Costumo comentar um estudo promovido por Jaak Panskepp, estudioso da neurociência afetiva. Ele lembra que “é a estrada que percorremos, e não o fato de chegarmos ao destino, que realmente nos faz feliz, pois a emoção que experimentamos quando buscamos por algo importante equivale a uma ‘felicidade a longo prazo’”. 
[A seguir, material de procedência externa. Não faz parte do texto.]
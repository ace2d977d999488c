//! Static run configuration.
//!
//! Everything here is fixed at process start; nothing is reconfigured while training.

use std::path::Path;

use serde::{Deserialize, Serialize};

use crate::{Error, Result};

/// Fixed image layout for a run (`channels × height × width`).
#[derive(Debug, Clone, Copy, PartialEq, Eq, Serialize, Deserialize)]
pub struct ImageShape {
    pub channels: usize,
    pub height: usize,
    pub width: usize,
}

impl ImageShape {
    pub const fn new(channels: usize, height: usize, width: usize) -> Self {
        Self {
            channels,
            height,
            width,
        }
    }

    /// Length of a flattened sample.
    pub const fn numel(&self) -> usize {
        self.channels * self.height * self.width
    }
}

impl Default for ImageShape {
    fn default() -> Self {
        Self::new(1, 28, 28)
    }
}

/// Adam settings for one of the two networks.
#[derive(Debug, Clone, Copy, PartialEq, Serialize, Deserialize)]
pub struct AdamSettings {
    pub lr: f64,
    pub beta_1: f32,
    pub beta_2: f32,
}

/// Normal-distribution parameters used by the weight-initialization pass.
///
/// Linear weights are drawn from `N(mean, std)`; normalization scales from `N(1, std)`.
#[derive(Debug, Clone, Copy, PartialEq, Serialize, Deserialize)]
pub struct NormalInit {
    pub mean: f64,
    pub std: f64,
}

impl Default for NormalInit {
    fn default() -> Self {
        Self {
            mean: 0.0,
            std: 0.02,
        }
    }
}

/// Hidden widths of the generator: `[branch, hidden_1, hidden_2]`.
#[derive(Debug, Clone, Copy, PartialEq, Eq, Serialize, Deserialize)]
pub struct GeneratorConfig {
    pub branch_width: usize,
    pub hidden_widths: [usize; 2],
}

impl Default for GeneratorConfig {
    fn default() -> Self {
        Self {
            branch_width: 256,
            hidden_widths: [512, 1024],
        }
    }
}

/// Hidden widths of the discriminator: `[branch, hidden_1, hidden_2]`.
#[derive(Debug, Clone, Copy, PartialEq, Serialize, Deserialize)]
pub struct DiscriminatorConfig {
    pub branch_width: usize,
    pub hidden_widths: [usize; 2],
    /// Negative slope of every leaky ReLU.
    pub leaky_slope: f64,
}

impl Default for DiscriminatorConfig {
    fn default() -> Self {
        Self {
            branch_width: 1024,
            hidden_widths: [512, 256],
            leaky_slope: 0.2,
        }
    }
}

/// Training configuration for the cGAN run.
#[derive(Debug, Clone, Serialize, Deserialize)]
#[serde(default)]
pub struct CganConfig {
    /// Number of passes over the dataset.
    pub epochs: usize,
    /// Batch size (constant; remainder batches are dropped).
    pub batch_size: usize,
    /// Generator optimizer.
    pub adam_g: AdamSettings,
    /// Discriminator optimizer.
    pub adam_d: AdamSettings,
    /// Noise dimension.
    pub latent_dim: usize,
    /// Number of label classes.
    pub num_classes: usize,
    pub image: ImageShape,
    pub generator: GeneratorConfig,
    pub discriminator: DiscriminatorConfig,
    /// Emit a batch report whenever `batch % report_every == 0`.
    pub report_every: usize,
    /// Diagonal offset used when the covariance product is singular.
    pub fid_eps: f64,
    /// Optional weight-initialization pass applied once after construction; `None` keeps the
    /// layers' own initializers.
    pub weight_init: Option<NormalInit>,
    /// RNG seed for shuffling, noise and fake labels.
    pub seed: u64,
}

impl Default for CganConfig {
    fn default() -> Self {
        Self {
            epochs: 50,
            batch_size: 64,
            adam_g: AdamSettings {
                lr: 1e-4,
                beta_1: 0.5,
                beta_2: 0.999,
            },
            adam_d: AdamSettings {
                lr: 2e-4,
                beta_1: 0.5,
                beta_2: 0.999,
            },
            latent_dim: 100,
            num_classes: 10,
            image: ImageShape::default(),
            generator: GeneratorConfig::default(),
            discriminator: DiscriminatorConfig::default(),
            report_every: 200,
            fid_eps: 1e-6,
            weight_init: None,
            seed: 123,
        }
    }
}

impl CganConfig {
    /// Load a config from a JSON file; missing fields take their defaults.
    pub fn from_json_file(path: impl AsRef<Path>) -> Result<Self> {
        let raw = std::fs::read_to_string(path)?;
        let cfg: Self = serde_json::from_str(&raw)?;
        cfg.validate()?;
        Ok(cfg)
    }

    pub fn validate(&self) -> Result<()> {
        if self.epochs == 0 {
            return Err(Error::Domain("epochs must be >= 1"));
        }
        // BatchNorm and the sample covariance both need at least two rows.
        if self.batch_size < 2 {
            return Err(Error::Domain("batch_size must be >= 2"));
        }
        if self.latent_dim == 0 || self.num_classes == 0 || self.image.numel() == 0 {
            return Err(Error::Domain(
                "latent_dim, num_classes and image size must be >= 1",
            ));
        }
        if self.report_every == 0 {
            return Err(Error::Domain("report_every must be >= 1"));
        }
        for adam in [&self.adam_g, &self.adam_d] {
            if !adam.lr.is_finite() || adam.lr <= 0.0 {
                return Err(Error::Domain("learning rates must be positive and finite"));
            }
            if !(0.0..1.0).contains(&adam.beta_1) || !(0.0..1.0).contains(&adam.beta_2) {
                return Err(Error::Domain("adam betas must lie in [0, 1)"));
            }
        }
        if !self.fid_eps.is_finite() || self.fid_eps <= 0.0 {
            return Err(Error::Domain("fid_eps must be positive and finite"));
        }
        if let Some(init) = &self.weight_init {
            if !init.std.is_finite() || init.std < 0.0 || !init.mean.is_finite() {
                return Err(Error::Domain("weight_init must have finite mean and std >= 0"));
            }
        }
        Ok(())
    }
}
Ressalto que o mais importante é estar presente na jornada. É viver, aproveitar, saborear o que está acontecendo justamente enquanto acontece. A jornada é um dos processos mais ricos e contemplativos, pois quando estamos presentes, vivenciando cada momento, aguçamos nossos sentidos, ampliando a nossa percepção enquanto vivenciamos a experiência. É ela que nos traz o aprendizado, a possibilidade de nos ajustar. Veja como isso funciona no nosso sistema nervoso, através do nosso cérebro. A dopamina – substância química encontrada no cérebro, associada ao prazer – está ligada ao nosso instinto de busca, e quanto mais exploramos e buscamos caminhos para realizar nossos objetivos, mais o cérebro libera a dopamina, provocando um efeito de recompensa.
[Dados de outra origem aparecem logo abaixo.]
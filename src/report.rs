//! Progress reports emitted by the training driver.

use std::fmt;

use serde::{Deserialize, Serialize};

/// Periodic in-epoch progress.
#[derive(Debug, Clone, PartialEq, Serialize, Deserialize)]
pub struct BatchReport {
    pub epoch: usize,
    pub epochs: usize,
    pub batch: usize,
    pub batches_per_epoch: usize,
    pub d_loss: f32,
    pub g_loss: f32,
}

impl fmt::Display for BatchReport {
    fn fmt(&self, f: &mut fmt::Formatter<'_>) -> fmt::Result {
        write!(
            f,
            "[Epoch {}/{}] [Batch {}/{}] [D loss: {:.6}] [G loss: {:.6}]",
            self.epoch, self.epochs, self.batch, self.batches_per_epoch, self.d_loss, self.g_loss
        )
    }
}

/// End-of-epoch summary: running loss averages and the epoch's FID.
#[derive(Debug, Clone, PartialEq, Serialize, Deserialize)]
pub struct EpochReport {
    pub epoch: usize,
    pub epochs: usize,
    pub avg_d_loss: f32,
    pub avg_g_loss: f32,
    pub fid: f64,
}

impl fmt::Display for EpochReport {
    fn fmt(&self, f: &mut fmt::Formatter<'_>) -> fmt::Result {
        write!(
            f,
            "Epoch {}/{}\tAvg D loss: {:.4}\tAvg G loss: {:.4}\tFID: {:.4}",
            self.epoch, self.epochs, self.avg_d_loss, self.avg_g_loss, self.fid
        )
    }
}

/// Where the driver sends its reports.
pub trait ProgressSink {
    fn batch(&mut self, report: &BatchReport);
    fn epoch(&mut self, report: &EpochReport);
}

/// Formats reports and logs them at `info`.
#[derive(Debug, Clone, Copy, Default)]
pub struct TracingSink;

impl ProgressSink for TracingSink {
    fn batch(&mut self, report: &BatchReport) {
        tracing::info!("{report}");
    }

    fn epoch(&mut self, report: &EpochReport) {
        tracing::info!("{report}");
    }
}

/// Keeps every report in memory.
#[derive(Debug, Clone, Default, Serialize)]
pub struct CollectingSink {
    pub batches: Vec<BatchReport>,
    pub epochs: Vec<EpochReport>,
}

impl ProgressSink for CollectingSink {
    fn batch(&mut self, report: &BatchReport) {
        self.batches.push(report.clone());
    }

    fn epoch(&mut self, report: &EpochReport) {
        self.epochs.push(report.clone());
    }
}

impl<S: ProgressSink + ?Sized> ProgressSink for &mut S {
    fn batch(&mut self, report: &BatchReport) {
        (**self).batch(report);
    }

    fn epoch(&mut self, report: &EpochReport) {
        (**self).epoch(report);
    }
}

#[cfg(test)]
mod tests {
    use super::*;

    #[test]
    fn progress_strings_carry_indices_and_metrics() {
        let b = BatchReport {
            epoch: 1,
            epochs: 50,
            batch: 200,
            batches_per_epoch: 937,
            d_loss: 1.25,
            g_loss: 0.5,
        };
        assert_eq!(
            b.to_string(),
            "[Epoch 1/50] [Batch 200/937] [D loss: 1.250000] [G loss: 0.500000]"
        );

        let e = EpochReport {
            epoch: 3,
            epochs: 50,
            avg_d_loss: 1.0,
            avg_g_loss: 2.0,
            fid: 12.5,
        };
        assert_eq!(
            e.to_string(),
            "Epoch 3/50\tAvg D loss: 1.0000\tAvg G loss: 2.0000\tFID: 12.5000"
        );
    }
}
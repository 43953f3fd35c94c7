//! Terminal rendering of a folded diff

use crossterm::style::{Color, Stylize};
use ldiff_core::{FoldNavigator, LineKind, LineRecord, Row, Section};

#[derive(Debug, Clone, Copy)]
pub struct RenderOptions {
    pub color: bool,
    pub line_numbers: bool,
}

/// Visual role of a rendered row
#[derive(Debug, Clone, Copy, PartialEq, Eq)]
enum Tone {
    Added,
    Removed,
    Conflict,
    Context,
    Muted,
    Header,
}

impl Tone {
    fn color(self) -> Option<Color> {
        match self {
            Tone::Added => Some(Color::Green),
            Tone::Removed => Some(Color::Red),
            Tone::Conflict => Some(Color::Yellow),
            Tone::Header => Some(Color::Cyan),
            Tone::Context | Tone::Muted => None,
        }
    }
}

struct Painter {
    options: RenderOptions,
    width: usize,
    out: String,
}

impl Painter {
    fn paint(&self, text: &str, tone: Tone) -> String {
        if !self.options.color {
            return text.to_string();
        }
        match (tone.color(), tone) {
            (Some(color), Tone::Header) => text.to_string().with(color).dim().to_string(),
            (Some(color), Tone::Conflict) => text.to_string().with(color).bold().to_string(),
            (Some(color), _) => text.to_string().with(color).to_string(),
            (None, Tone::Muted) => text.to_string().dim().to_string(),
            (None, _) => text.to_string(),
        }
    }

    fn gutter(&self, old: Option<usize>, new: Option<usize>) -> String {
        if !self.options.line_numbers {
            return String::new();
        }
        let cell = |n: Option<usize>| n.map(|n| n.to_string()).unwrap_or_default();
        let text = format!(
            "{:>w$} {:>w$} ",
            cell(old),
            cell(new),
            w = self.width
        );
        self.paint(&text, Tone::Muted)
    }

    fn line(&mut self, old: Option<usize>, new: Option<usize>, marker: char, text: &str, tone: Tone) {
        let gutter = self.gutter(old, new);
        let body = self.paint(&format!("{marker} {text}"), tone);
        self.out.push_str(&format!("{gutter}{body}\n"));
    }

    fn record(&mut self, record: &LineRecord) {
        match record.kind {
            LineKind::Unchanged => {
                self.line(record.old_line, record.new_line, ' ', &record.new_text, Tone::Context)
            }
            LineKind::Added => self.line(None, record.new_line, '+', &record.new_text, Tone::Added),
            LineKind::Removed => {
                self.line(record.old_line, None, '-', &record.old_text, Tone::Removed)
            }
            LineKind::Modified => {
                let (marker, old_tone, new_tone) = if record.is_conflict {
                    ('!', Tone::Conflict, Tone::Conflict)
                } else {
                    ('~', Tone::Removed, Tone::Added)
                };
                self.line(record.old_line, None, marker, &record.old_text, old_tone);
                self.line(None, record.new_line, marker, &record.new_text, new_tone);
            }
        }
    }

    fn header(&mut self, index: usize, section: &Section, change: Option<(usize, usize)>) {
        let position = change
            .map(|(n, total)| format!("change {n}/{total}, "))
            .unwrap_or_default();
        let text = format!(
            "@@ {}{} section {} (records {}-{}) @@",
            position,
            section.kind.label().to_lowercase(),
            index + 1,
            section.start + 1,
            section.end + 1
        );
        let text = self.paint(&text, Tone::Header);
        self.out.push_str(&text);
        self.out.push('\n');
    }

    fn fold(&mut self, hidden: usize) {
        let gutter = self.gutter(None, None);
        let noun = if hidden == 1 { "line" } else { "lines" };
        let text = self.paint(&format!("⋯ {hidden} unchanged {noun}"), Tone::Muted);
        self.out.push_str(&format!("{gutter}{text}\n"));
    }
}

/// Render the navigator's visible rows as terminal text
pub fn render_text(nav: &FoldNavigator, options: RenderOptions) -> String {
    let diff = nav.diff();
    let largest = diff
        .records
        .iter()
        .flat_map(|r| [r.old_line, r.new_line])
        .flatten()
        .max()
        .unwrap_or(0);
    let mut painter = Painter {
        options,
        width: largest.to_string().len().max(3),
        out: String::new(),
    };

    let changes = diff.change_sections();
    let mut last_section = None;
    for row in nav.visible_rows() {
        match row {
            Row::Fold { hidden, .. } => painter.fold(hidden),
            Row::Line { section, record } => {
                if last_section != Some(section) {
                    let meta = &diff.sections[section];
                    if meta.is_change() {
                        let change = changes
                            .iter()
                            .position(|&idx| idx == section)
                            .map(|pos| (pos + 1, changes.len()));
                        painter.header(section, meta, change);
                    }
                    last_section = Some(section);
                }
                painter.record(&diff.records[record]);
            }
        }
    }

    painter.out
}
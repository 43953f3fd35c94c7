//! Plain-text diff report export
//!
//! ```text
//! ldiff report
//! added: 1, removed: 0, modified: 0 (conflicts: 0), unchanged: 1
//!
//! --- UNCHANGED SECTION (Lines 1-1) ---
//!   a
//! --- CHANGED SECTION (Lines 2-2) ---
//! + b
//! ```

use crate::diff::{DiffResult, DiffStats};
use crate::line::{LineKind, LineRecord};

#[derive(Debug, Clone, Copy)]
pub struct ReportOptions {
    /// Emit the title and counts preamble
    pub summary: bool,
}

impl Default for ReportOptions {
    fn default() -> Self {
        Self { summary: true }
    }
}

/// Export a report with the summary preamble
pub fn export_report(result: &DiffResult) -> String {
    export_report_with(result, ReportOptions::default())
}

pub fn export_report_with(result: &DiffResult, options: ReportOptions) -> String {
    let mut out = String::new();

    if options.summary {
        out.push_str("ldiff report\n");
        out.push_str(&summary_line(&result.stats));
        out.push_str("\n\n");
    }

    for section in &result.sections {
        // Section bounds are 1-based positions in the record sequence
        out.push_str(&format!(
            "--- {} SECTION (Lines {}-{}) ---\n",
            section.kind.label(),
            section.start + 1,
            section.end + 1
        ));
        for record in result.section_records(section) {
            out.push_str(&report_line(record));
            out.push('\n');
        }
    }

    out
}

/// One-line summary of counts
pub fn summary_line(stats: &DiffStats) -> String {
    format!(
        "added: {}, removed: {}, modified: {} (conflicts: {}), unchanged: {}",
        stats.added, stats.removed, stats.modified, stats.conflicts, stats.unchanged
    )
}

fn report_line(record: &LineRecord) -> String {
    let prefix = record.kind.prefix();
    match record.kind {
        LineKind::Modified => format!("{prefix} {} -> {}", record.old_text, record.new_text),
        _ => format!("{prefix} {}", record.display_text()),
    }
}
Felicidade é equilíbrio. É importante, sim, você olhar para o futuro e traçar objetivos. Olhar para o passado e ver as conquistas. Olhar para a vida, ver um significado, e sempre estar aqui, com a cabeça aqui também, saboreando o presente enquanto ele está acontecendo. Saber enfrentar os problemas, estar engajado com as próprias competências e junto de pessoas amigas, que façam crescer. Saber nutrir estas relações trás um grande significado.

Viver com significado é quando você sente que pertence a algo maior e mais importante do que você. Muita gente encontra isso na religião, na família, no trabalho, em ações voluntárias. Encontra grandes significados, pois exercita o estado de empatia, a troca a compaixão.
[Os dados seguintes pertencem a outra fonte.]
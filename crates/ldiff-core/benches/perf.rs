use criterion::{black_box, criterion_group, criterion_main, Criterion};
use ldiff_core::{levenshtein, DiffEngine};

fn source_file(lines: usize, edit_every: usize) -> (String, String) {
    let old: Vec<String> = (0..lines)
        .map(|i| format!("    let value_{i} = compute(input_{i}, {i});"))
        .collect();
    let new: Vec<String> = old
        .iter()
        .enumerate()
        .map(|(i, line)| {
            if i % edit_every == 0 {
                line.replace("compute", "recompute")
            } else {
                line.clone()
            }
        })
        .collect();
    (old.join("\n"), new.join("\n"))
}

fn bench_diff(c: &mut Criterion) {
    let engine = DiffEngine::new();

    let (old, new) = source_file(2_000, 10);
    c.bench_function("diff_2k_lines_sparse_edits", |b| {
        b.iter(|| engine.diff_strings(black_box(&old), black_box(&new)))
    });

    let (old, new) = source_file(2_000, 1);
    c.bench_function("diff_2k_lines_every_line_edited", |b| {
        b.iter(|| engine.diff_strings(black_box(&old), black_box(&new)))
    });
}

fn bench_levenshtein(c: &mut Criterion) {
    let a = "x".repeat(200) + "abc";
    let b = "x".repeat(190) + "abd";
    c.bench_function("levenshtein_200_units", |bench| {
        bench.iter(|| levenshtein(black_box(&a), black_box(&b)))
    });
}

criterion_group!(benches, bench_diff, bench_levenshtein);
criterion_main!(benches);
//! Configuration file support for ldiff
//!
//! Config file location: `~/.config/ldiff/config.toml` (XDG_CONFIG_HOME)
//!
//! Example config:
//! ```toml
//! [engine]
//! modify_threshold = 0.3
//! conflict_threshold = 0.7
//! max_section_len = 20
//! collapse_after = 5
//!
//! [output]
//! format = "text"
//! color = "auto"
//! expand = false
//! line_numbers = true
//!
//! [input]
//! max_bytes = 16777216   # 0 disables the limit
//! ```

use ldiff_core::align::{CONFLICT_THRESHOLD, MODIFY_THRESHOLD};
use ldiff_core::section::{COLLAPSE_AFTER, MAX_SECTION_LEN};
use ldiff_core::{DiffEngine, SectionLimits, Thresholds};
use serde::Deserialize;
use std::path::PathBuf;

/// Output format
#[derive(Debug, Clone, Copy, PartialEq, Eq, Default, Deserialize, clap::ValueEnum)]
#[serde(rename_all = "lowercase")]
pub enum Format {
    /// Colored, folded terminal view
    #[default]
    Text,
    /// Records, sections and stats as JSON
    Json,
    /// Plain-text section report
    Report,
}

/// When to emit ANSI colors
#[derive(Debug, Clone, Copy, PartialEq, Eq, Default, Deserialize, clap::ValueEnum)]
#[serde(rename_all = "lowercase")]
pub enum ColorChoice {
    #[default]
    Auto,
    Always,
    Never,
}

/// Engine tuning
#[derive(Debug, Clone, Deserialize)]
#[serde(default)]
pub struct EngineConfig {
    /// Similarity above which a differing pair counts as modified
    pub modify_threshold: f64,
    /// Similarity below which a modification is flagged as a conflict
    pub conflict_threshold: f64,
    /// Maximum records per section
    pub max_section_len: usize,
    /// Unchanged sections longer than this start collapsed
    pub collapse_after: usize,
}

impl Default for EngineConfig {
    fn default() -> Self {
        Self {
            modify_threshold: MODIFY_THRESHOLD,
            conflict_threshold: CONFLICT_THRESHOLD,
            max_section_len: MAX_SECTION_LEN,
            collapse_after: COLLAPSE_AFTER,
        }
    }
}

/// Output settings
#[derive(Debug, Clone, Deserialize)]
#[serde(default)]
pub struct OutputConfig {
    pub format: Format,
    pub color: ColorChoice,
    /// Show collapsed sections expanded
    pub expand: bool,
    /// Show the old/new line number gutter
    pub line_numbers: bool,
}

impl Default for OutputConfig {
    fn default() -> Self {
        Self {
            format: Format::Text,
            color: ColorChoice::Auto,
            expand: false,
            line_numbers: true,
        }
    }
}

/// Input limits
#[derive(Debug, Clone, Deserialize)]
#[serde(default)]
pub struct InputConfig {
    /// Largest accepted input per side, in bytes (0 disables the limit)
    pub max_bytes: Option<u64>,
}

impl InputConfig {
    pub fn limit(&self) -> Option<u64> {
        self.max_bytes.filter(|&n| n > 0)
    }
}

impl Default for InputConfig {
    fn default() -> Self {
        Self {
            max_bytes: Some(16 * 1024 * 1024),
        }
    }
}

/// Main configuration structure
#[derive(Debug, Clone, Default, Deserialize)]
#[serde(default)]
pub struct Config {
    pub engine: EngineConfig,
    pub output: OutputConfig,
    pub input: InputConfig,
}

impl Config {
    /// Get all possible config file paths in priority order
    fn config_paths() -> Vec<PathBuf> {
        let mut paths = Vec::new();

        // 1. XDG_CONFIG_HOME (if set)
        if let Ok(xdg) = std::env::var("XDG_CONFIG_HOME") {
            paths.push(PathBuf::from(xdg).join("ldiff").join("config.toml"));
        }

        // 2. ~/.config/ldiff/config.toml
        if let Some(home) = dirs::home_dir() {
            paths.push(home.join(".config").join("ldiff").join("config.toml"));
        }

        // 3. Platform-specific config dir (~/Library/Application Support on macOS)
        if let Some(config_dir) = dirs::config_dir() {
            let platform_path = config_dir.join("ldiff").join("config.toml");
            if !paths.contains(&platform_path) {
                paths.push(platform_path);
            }
        }

        paths
    }

    /// Get the first existing config file path
    pub fn config_path() -> Option<PathBuf> {
        Self::config_paths().into_iter().find(|p| p.exists())
    }

    /// Load config from the first existing path
    /// Returns default config if no file exists or it can't be parsed
    pub fn load() -> Self {
        let Some(path) = Self::config_path() else {
            tracing::debug!("no config file found, using defaults");
            return Self::default();
        };

        let content = match std::fs::read_to_string(&path) {
            Ok(content) => content,
            Err(e) => {
                tracing::warn!(path = %path.display(), "failed to read config: {e}");
                return Self::default();
            }
        };

        match Self::from_toml_str(&content) {
            Ok(config) => {
                tracing::debug!(path = %path.display(), "loaded config");
                config.validated()
            }
            Err(e) => {
                tracing::warn!(path = %path.display(), "failed to parse config: {e}");
                Self::default()
            }
        }
    }

    pub fn from_toml_str(content: &str) -> Result<Self, toml::de::Error> {
        toml::from_str(content)
    }

    /// Replace out-of-range engine values with their defaults
    pub fn validated(mut self) -> Self {
        let defaults = EngineConfig::default();
        let engine = &mut self.engine;

        if !(0.0..=1.0).contains(&engine.modify_threshold) {
            tracing::warn!(
                value = engine.modify_threshold,
                "modify_threshold must be within 0..=1, using default"
            );
            engine.modify_threshold = defaults.modify_threshold;
        }
        if !(0.0..=1.0).contains(&engine.conflict_threshold) {
            tracing::warn!(
                value = engine.conflict_threshold,
                "conflict_threshold must be within 0..=1, using default"
            );
            engine.conflict_threshold = defaults.conflict_threshold;
        }
        if engine.modify_threshold > engine.conflict_threshold {
            tracing::warn!(
                modify = engine.modify_threshold,
                conflict = engine.conflict_threshold,
                "modify_threshold exceeds conflict_threshold, using defaults"
            );
            engine.modify_threshold = defaults.modify_threshold;
            engine.conflict_threshold = defaults.conflict_threshold;
        }
        if engine.max_section_len == 0 {
            tracing::warn!("max_section_len must be at least 1");
            engine.max_section_len = 1;
        }

        self
    }

    /// Build a diff engine from the engine section
    pub fn engine(&self) -> DiffEngine {
        DiffEngine::new()
            .with_thresholds(Thresholds {
                modify: self.engine.modify_threshold,
                conflict: self.engine.conflict_threshold,
            })
            .with_section_limits(SectionLimits {
                max_len: self.engine.max_section_len,
                collapse_after: self.engine.collapse_after,
            })
    }
}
Ser feliz é algo simples. Só é preciso dar um passo de cada vez. É estar no aqui e agora – hic et nunc - e sentir o momento, contemplar o dia em sua plenitude, mesmo que esteja cinzento, porque isso é apenas um efeito da natureza. Dar uma paradinha para aquele cafezinho. Celebrar a conquista de um objetivo. Ter orgulho de si pela conquista. Tirar férias e desfrutá-la, porque se trata da recompensa justa pelo trabalho. É estar sempre em contato com o seu “Eu Maior”, com a divindade que habita em você, seja qual for o nome que você atribua a ela. Eu escolho uma vida com sentido.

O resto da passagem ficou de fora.